• What to work on
Search the records for "tokenize". Report every line where it occurs.
+ + + + +
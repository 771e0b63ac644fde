use lazy_static::lazy_static;
use log::{debug, trace};
use regex::Regex;

use crate::{
    errors::{
        diagnostics::Diagnostics,
        errors::{Error, ErrorImpl},
    },
    MK_DEFAULT_HANDLER, MK_TOKEN,
};

use super::tokens::{Literal, Token, TokenKind, RESERVED_LOOKUP};

/// Receives the lexer positioned at the start of a match and the length of
/// the matched text in bytes. A handler must move the lexer forward.
pub type RegexHandler = fn(&mut Lexer, usize);

pub struct RegexPattern {
    regex: Regex,
    handler: RegexHandler,
}

lazy_static! {
    // Every pattern is anchored; the first one matching at the cursor wins.
    // Two-character operators precede their one-character prefixes.
    static ref PATTERNS: Vec<RegexPattern> = vec![
        RegexPattern { regex: Regex::new("^[ \r\t\n]+").unwrap(), handler: whitespace_handler },
        RegexPattern { regex: Regex::new("^//[^\n]*").unwrap(), handler: skip_handler },
        RegexPattern { regex: Regex::new("^[0-9]+(\\.[0-9]+)?").unwrap(), handler: number_handler },
        RegexPattern { regex: Regex::new("^[a-zA-Z_][a-zA-Z0-9_]*").unwrap(), handler: symbol_handler },
        RegexPattern { regex: Regex::new("^\"").unwrap(), handler: string_handler },
        RegexPattern { regex: Regex::new("^!=").unwrap(), handler: MK_DEFAULT_HANDLER!(TokenKind::NotEquals, "!=") },
        RegexPattern { regex: Regex::new("^==").unwrap(), handler: MK_DEFAULT_HANDLER!(TokenKind::Equals, "==") },
        RegexPattern { regex: Regex::new("^<=").unwrap(), handler: MK_DEFAULT_HANDLER!(TokenKind::LessEquals, "<=") },
        RegexPattern { regex: Regex::new("^>=").unwrap(), handler: MK_DEFAULT_HANDLER!(TokenKind::GreaterEquals, ">=") },
        RegexPattern { regex: Regex::new("^!").unwrap(), handler: MK_DEFAULT_HANDLER!(TokenKind::Not, "!") },
        RegexPattern { regex: Regex::new("^=").unwrap(), handler: MK_DEFAULT_HANDLER!(TokenKind::Assignment, "=") },
        RegexPattern { regex: Regex::new("^<").unwrap(), handler: MK_DEFAULT_HANDLER!(TokenKind::Less, "<") },
        RegexPattern { regex: Regex::new("^>").unwrap(), handler: MK_DEFAULT_HANDLER!(TokenKind::Greater, ">") },
        RegexPattern { regex: Regex::new("^\\(").unwrap(), handler: MK_DEFAULT_HANDLER!(TokenKind::OpenParen, "(") },
        RegexPattern { regex: Regex::new("^\\)").unwrap(), handler: MK_DEFAULT_HANDLER!(TokenKind::CloseParen, ")") },
        RegexPattern { regex: Regex::new("^\\{").unwrap(), handler: MK_DEFAULT_HANDLER!(TokenKind::OpenCurly, "{") },
        RegexPattern { regex: Regex::new("^\\}").unwrap(), handler: MK_DEFAULT_HANDLER!(TokenKind::CloseCurly, "}") },
        RegexPattern { regex: Regex::new("^,").unwrap(), handler: MK_DEFAULT_HANDLER!(TokenKind::Comma, ",") },
        RegexPattern { regex: Regex::new("^\\.").unwrap(), handler: MK_DEFAULT_HANDLER!(TokenKind::Dot, ".") },
        RegexPattern { regex: Regex::new("^-").unwrap(), handler: MK_DEFAULT_HANDLER!(TokenKind::Dash, "-") },
        RegexPattern { regex: Regex::new("^\\+").unwrap(), handler: MK_DEFAULT_HANDLER!(TokenKind::Plus, "+") },
        RegexPattern { regex: Regex::new("^;").unwrap(), handler: MK_DEFAULT_HANDLER!(TokenKind::Semicolon, ";") },
        RegexPattern { regex: Regex::new("^/").unwrap(), handler: MK_DEFAULT_HANDLER!(TokenKind::Slash, "/") },
        RegexPattern { regex: Regex::new("^\\*").unwrap(), handler: MK_DEFAULT_HANDLER!(TokenKind::Star, "*") },
    ];
}

pub struct Lexer {
    tokens: Vec<Token>,
    errors: Vec<Error>,
    source: String,
    pos: usize,
    line: u32,
    /// Byte offset where the current lexeme begins
    start: usize,
    /// Byte offset of the first character of `line`
    line_start: usize,
}

impl Lexer {
    pub fn new(source: &str) -> Lexer {
        Lexer {
            tokens: vec![],
            errors: vec![],
            source: source.to_string(),
            pos: 0,
            line: 1,
            start: 0,
            line_start: 0,
        }
    }

    pub fn advance_n(&mut self, n: usize) {
        self.pos += n;
    }

    pub fn push(&mut self, token: Token) {
        trace!("scanned {}", token);
        self.tokens.push(token);
    }

    pub fn line(&self) -> u32 {
        self.line
    }

    /// 1-based column of the current lexeme's first character.
    pub fn column(&self) -> u32 {
        if self.start < self.line_start {
            return 1;
        }

        self.source[self.line_start..self.start].chars().count() as u32 + 1
    }

    /// Counts the newlines in `source[from..to]` and moves the line start
    /// past the last one.
    fn track_lines(&mut self, from: usize, to: usize) {
        let text = &self.source[from..to];

        if let Some(last) = text.rfind('\n') {
            self.line += text.matches('\n').count() as u32;
            self.line_start = from + last + 1;
        }
    }

    pub fn at(&self) -> Option<char> {
        self.source[self.pos..].chars().next()
    }

    pub fn remainder(&self) -> &str {
        &self.source[self.pos..]
    }

    pub fn at_eof(&self) -> bool {
        self.pos >= self.source.len()
    }

    fn error(&mut self, error: ErrorImpl) {
        let error = Error::new(error, self.line).with_column(self.column());
        self.errors.push(error);
    }

    /// Scans one lexeme starting at the cursor. Unknown characters are
    /// reported and skipped.
    fn scan_token(&mut self) {
        self.start = self.pos;

        for pattern in PATTERNS.iter() {
            if let Some(matched) = pattern.regex.find(self.remainder()) {
                let len = matched.end();
                (pattern.handler)(self, len);
                return;
            }
        }

        if let Some(character) = self.at() {
            self.advance_n(character.len_utf8());
            self.error(ErrorImpl::UnexpectedCharacter { character });
        }
    }

    /// Runs the scan to completion, handing every lexical error to
    /// `diagnostics`. The result always ends with exactly one EOF token.
    pub fn scan(mut self, diagnostics: &mut Diagnostics) -> Vec<Token> {
        while !self.at_eof() {
            self.scan_token();
        }

        self.start = self.pos;
        self.push(MK_TOKEN!(
            TokenKind::EOF,
            String::new(),
            None,
            self.line,
            self.column()
        ));

        debug!(
            "scanned {} tokens over {} lines with {} errors",
            self.tokens.len(),
            self.line,
            self.errors.len()
        );

        for error in self.errors {
            diagnostics.push(error);
        }

        self.tokens
    }
}

fn skip_handler(lexer: &mut Lexer, len: usize) {
    lexer.advance_n(len);
}

fn whitespace_handler(lexer: &mut Lexer, len: usize) {
    lexer.track_lines(lexer.pos, lexer.pos + len);
    lexer.advance_n(len);
}

fn number_handler(lexer: &mut Lexer, len: usize) {
    let lexeme = lexer.remainder()[..len].to_string();
    let column = lexer.column();
    lexer.advance_n(len);

    // Digits with an optional fraction always parse; overflow becomes `inf`.
    let literal = lexeme.parse::<f64>().ok().map(Literal::Number);
    lexer.push(MK_TOKEN!(TokenKind::Number, lexeme, literal, lexer.line, column));
}

fn symbol_handler(lexer: &mut Lexer, len: usize) {
    let lexeme = lexer.remainder()[..len].to_string();
    let column = lexer.column();
    lexer.advance_n(len);

    let kind = match RESERVED_LOOKUP.get(lexeme.as_str()) {
        Some(kind) => *kind,
        None => TokenKind::Identifier,
    };

    lexer.push(MK_TOKEN!(kind, lexeme, None, lexer.line, column));
}

fn string_handler(lexer: &mut Lexer, _len: usize) {
    // Strings are raw: no escapes, and they may span lines.
    let body_start = lexer.pos + 1;

    match lexer.source[body_start..].find('"') {
        Some(offset) => {
            let end = body_start + offset;
            let value = lexer.source[body_start..end].to_string();
            let lexeme = lexer.source[lexer.pos..=end].to_string();

            lexer.track_lines(body_start, end);
            lexer.pos = end + 1;

            let column = lexer.column();
            lexer.push(MK_TOKEN!(
                TokenKind::String,
                lexeme,
                Some(Literal::String(value)),
                lexer.line,
                column
            ));
        }
        None => {
            lexer.track_lines(body_start, lexer.source.len());
            lexer.pos = lexer.source.len();
            lexer.error(ErrorImpl::UnterminatedString);
        }
    }
}

/// Scans `source` into tokens terminated by a single EOF token.
///
/// Never fails: unexpected characters and unterminated strings are
/// reported to `diagnostics` and produce no token.
pub fn tokenize(source: &str, diagnostics: &mut Diagnostics) -> Vec<Token> {
    Lexer::new(source).scan(diagnostics)
}
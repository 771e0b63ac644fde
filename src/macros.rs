//! Utility macros for the front end.
//!
//! This module defines helper macros used by the lexer:
//!
//! - `MK_TOKEN!` - Creates a Token instance
//! - `MK_DEFAULT_HANDLER!` - Creates a default lexer handler for fixed tokens
//!
//! These macros reduce boilerplate in the lexer's pattern table.

/// Creates a Token instance.
///
/// # Arguments
///
/// * `$kind` - The TokenKind
/// * `$lexeme` - The exact source text of the token
/// * `$literal` - The token's literal value, if any
/// * `$line` - The source line the token ends on
/// * `$column` - The column the token starts at on that line
///
/// # Example
///
/// ```ignore
/// let token = MK_TOKEN!(TokenKind::Number, "42".to_string(), Some(Literal::Number(42.0)), 1, 1);
/// ```
#[macro_export]
macro_rules! MK_TOKEN {
    ($kind:expr, $lexeme:expr, $literal:expr, $line:expr, $column:expr) => {
        $crate::lexer::tokens::Token {
            kind: $kind,
            lexeme: $lexeme,
            literal: $literal,
            line: $line,
            column: $column,
        }
    };
}

/// Creates a default lexer handler for operators and punctuation.
///
/// Generates a handler function that advances the lexer past the matched
/// text and pushes a token of the given kind with no literal value.
///
/// # Arguments
///
/// * `$kind` - The TokenKind to create
/// * `$value` - The literal source text of the token
///
/// # Example
///
/// ```ignore
/// RegexPattern {
///     regex: Regex::new("^\\+").unwrap(),
///     handler: MK_DEFAULT_HANDLER!(TokenKind::Plus, "+"),
/// }
/// ```
#[macro_export]
macro_rules! MK_DEFAULT_HANDLER {
    ($kind:expr, $value:literal) => {
        |lexer: &mut $crate::lexer::lexer::Lexer, _len: usize| {
            let column = lexer.column();
            lexer.advance_n($value.len());
            lexer.push($crate::MK_TOKEN!(
                $kind,
                String::from($value),
                None,
                lexer.line(),
                column
            ));
        }
    };
}
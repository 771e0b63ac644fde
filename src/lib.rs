#![allow(clippy::module_inception)]

//! Scanner and parser for the Lox scripting language.
//!
//! Source text goes through [`lexer::lexer::tokenize`] and then
//! [`parser::parser::parse`], producing the program's statements. Both
//! passes report problems into a caller-owned
//! [`Diagnostics`](errors::diagnostics::Diagnostics) and always run to
//! completion; check `had_error()` before handing the tree to an
//! evaluator.

use crate::{
    ast::statements::Stmt,
    errors::diagnostics::Diagnostics,
    lexer::lexer::tokenize,
    parser::parser::parse,
};

pub mod ast;
pub mod errors;
pub mod lexer;
pub mod macros;
pub mod parser;

/// Scans and parses `source` in one go.
pub fn parse_source(source: &str, diagnostics: &mut Diagnostics) -> Vec<Stmt> {
    let tokens = tokenize(source, diagnostics);
    parse(tokens, diagnostics)
}
use crate::lexer::tokens::{Literal, Token};

use super::{
    ast::{ExprVisitor, StmtVisitor},
    expressions::Expr,
    statements::Stmt,
};

/// Renders a tree in fully parenthesized prefix form, e.g. `1 + 2 * 3`
/// becomes `(+ 1 (* 2 3))`.
#[derive(Debug, Default)]
pub struct AstPrinter;

impl AstPrinter {
    pub fn new() -> Self {
        AstPrinter
    }

    pub fn print_expr(&mut self, expr: &Expr) -> String {
        expr.accept(self)
    }

    pub fn print_stmt(&mut self, stmt: &Stmt) -> String {
        stmt.accept(self)
    }

    /// One line per top-level statement.
    pub fn print_program(&mut self, statements: &[Stmt]) -> String {
        statements
            .iter()
            .map(|stmt| self.print_stmt(stmt))
            .collect::<Vec<String>>()
            .join("\n")
    }

    fn parenthesize(&mut self, name: &str, exprs: &[&Expr]) -> String {
        let mut result = format!("({}", name);
        for expr in exprs {
            let rendered: String = expr.accept(self);
            result.push(' ');
            result.push_str(&rendered);
        }
        result.push(')');
        result
    }
}

impl ExprVisitor<String> for AstPrinter {
    fn visit_literal(&mut self, value: &Literal) -> String {
        value.to_string()
    }

    fn visit_grouping(&mut self, inner: &Expr) -> String {
        self.parenthesize("group", &[inner])
    }

    fn visit_unary(&mut self, operator: &Token, operand: &Expr) -> String {
        self.parenthesize(&operator.lexeme, &[operand])
    }

    fn visit_binary(&mut self, left: &Expr, operator: &Token, right: &Expr) -> String {
        self.parenthesize(&operator.lexeme, &[left, right])
    }

    fn visit_variable(&mut self, name: &Token) -> String {
        name.lexeme.clone()
    }

    fn visit_assignment(&mut self, name: &Token, value: &Expr) -> String {
        let value: String = value.accept(self);
        format!("(= {} {})", name.lexeme, value)
    }
}

impl StmtVisitor<String> for AstPrinter {
    fn visit_expression_stmt(&mut self, expr: &Expr) -> String {
        self.parenthesize(";", &[expr])
    }

    fn visit_print_stmt(&mut self, expr: &Expr) -> String {
        self.parenthesize("print", &[expr])
    }

    fn visit_var_decl_stmt(&mut self, name: &Token, initializer: Option<&Expr>) -> String {
        match initializer {
            Some(initializer) => {
                let initializer: String = initializer.accept(self);
                format!("(var {} = {})", name.lexeme, initializer)
            }
            None => format!("(var {})", name.lexeme),
        }
    }

    fn visit_block_stmt(&mut self, statements: &[Stmt]) -> String {
        let mut result = String::from("(block");
        for stmt in statements {
            let rendered: String = stmt.accept(self);
            result.push(' ');
            result.push_str(&rendered);
        }
        result.push(')');
        result
    }
}
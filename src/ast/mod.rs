/// AST (Abstract Syntax Tree) module
/// Contains all definitions related to the AST structure
///
/// Submodules:
/// - ast: Visitor traits for traversing the tree
/// - expressions: The closed set of expression nodes
/// - statements: The closed set of statement nodes
/// - printer: Parenthesized rendering of a tree, for debugging and tests
pub mod ast;
pub mod expressions;
pub mod printer;
pub mod statements;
+ + + + +
• Result for this exercise
pub fn tokenize(source: &str, diagnostics: &mut Diagnostics) -> Vec<Token> {
//! Source text goes through [`lexer::lexer::tokenize`] and then
    lexer::lexer::tokenize,
    let tokens = tokenize(source, diagnostics);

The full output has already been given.